Excential PelletAid (PA) is a pellet aid product consisting of surfactants and preservatives (organic acids). In two trials performed by Orffa Additives at a feed manufacturing plant in the Netherlands, PA (0.5 kg/t feed, added at the expense of wheat) improved the quality of pellet for growing broilers (Figures 1 and 2). The trials differed by the diet composition: T1 wheat-soybean-corn-based; T2, corn-soybean-based. In T1, PA reduced the pellet hardness by -16.7 %, while maintaining the durability. Within this specific feed, optimum pellet durability was already reached with the control feed. Dietary inclusion of wheat can increase the durability, because of the high protein (gluten) and hemi-cellulose content of wheat. Macro-structural characteristics of pellets such as durability and hardness have the ability to influence feed consumption. The control pellets had an average hardness of 1.92 kgf, which is at the upper part of optimal pellet hardness for broiler feed (1.4-2.0 kgf) and may affect feed intake of broilers, especially in the early phases. The use of PA resulted in a softer, but more optimal pellet (hardness 1.60 kgf), as in practice optimal feed intake is expected around a pellet hardness of 1.5 kgf.
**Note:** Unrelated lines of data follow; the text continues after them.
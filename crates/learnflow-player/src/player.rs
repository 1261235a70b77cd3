//! The step player.
//!
//! Owns a single cursor into the animation steps of the payload it is
//! currently rendering. The cursor is clamped to `0..step_count()` and only
//! ever moves through [`StepPlayer::next`] and [`StepPlayer::previous`];
//! loading a payload resets it to zero unconditionally.

use std::sync::Arc;

use tracing::debug;

use crate::payload::{AnimationStep, ArPayload};

/// Scrubs through the animation steps of one AR payload.
///
/// The player is handed its payload, it does not own it: the payload's
/// lifetime is controlled by whichever pipeline stage (or static asset)
/// supplied it. Malformed steps — an empty step list, or a target that
/// resolves to no node — degrade to "no active node" rather than failing.
#[derive(Debug, Clone, Default)]
pub struct StepPlayer {
    payload: Option<Arc<ArPayload>>,
    cursor: usize,
}

impl StepPlayer {
    /// Creates a player with no payload loaded.
    #[must_use]
    pub fn new() -> Self {
        Self::default()
    }

    /// Replaces the current payload and resets the cursor to step zero.
    ///
    /// The reset is unconditional, even when the new payload is the same one
    /// already loaded, so a scene always starts at its first step.
    pub fn load_payload(&mut self, payload: Arc<ArPayload>) {
        debug!(scene = %payload.scene, steps = payload.step_count(), "Loading AR payload");
        self.payload = Some(payload);
        self.cursor = 0;
    }

    /// Unloads the current payload and resets the cursor.
    pub fn clear(&mut self) {
        self.payload = None;
        self.cursor = 0;
    }

    /// The payload currently being rendered, if any.
    #[must_use]
    pub fn payload(&self) -> Option<&Arc<ArPayload>> {
        self.payload.as_ref()
    }

    /// The current step index.
    #[must_use]
    pub const fn current_step(&self) -> usize {
        self.cursor
    }

    /// Number of steps in the loaded payload, zero when nothing is loaded.
    #[must_use]
    pub fn step_count(&self) -> usize {
        self.payload.as_ref().map_or(0, |p| p.step_count())
    }

    /// Advances to the next step, clamped at the last step.
    pub fn next(&mut self) {
        if self.cursor + 1 < self.step_count() {
            self.cursor += 1;
        }
    }

    /// Moves back to the previous step, clamped at step zero.
    pub fn previous(&mut self) {
        self.cursor = self.cursor.saturating_sub(1);
    }

    /// The animation step under the cursor, if the payload is non-empty.
    #[must_use]
    pub fn current_step_data(&self) -> Option<&AnimationStep> {
        self.payload
            .as_deref()
            .and_then(|p| p.animation_steps.get(self.cursor))
    }

    /// Id of the node emphasized by the current step.
    ///
    /// Returns `None` when no payload is loaded, the payload has no steps,
    /// the current step has no target, or the target does not resolve to a
    /// node in the payload. Exactly zero or one node is active at a time.
    #[must_use]
    pub fn active_node_id(&self) -> Option<&str> {
        let payload = self.payload.as_deref()?;
        let step = payload.animation_steps.get(self.cursor)?;
        let target = step.target.as_deref()?;
        payload.has_node(target).then_some(target)
    }
}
In T2, PA reduced the pellet hardness by -6.9 % and improved the durability by +2.8 %. It was previously believed that starch (and its gelatinization) was the most important factor for achieving the desired pellet quality. However, recent reports indicate that the positive impact of protein on pellet quality is much more important than that of starch.
It is known that the inclusion of binding agents (e.g. water, the simplest binder), and/or surfactants can increase pellet quality. Moreover, during the production process they improve pellet throughput and lower power consumption. In addition to the positive effects on pellet quality, PA will act as a feed preservative.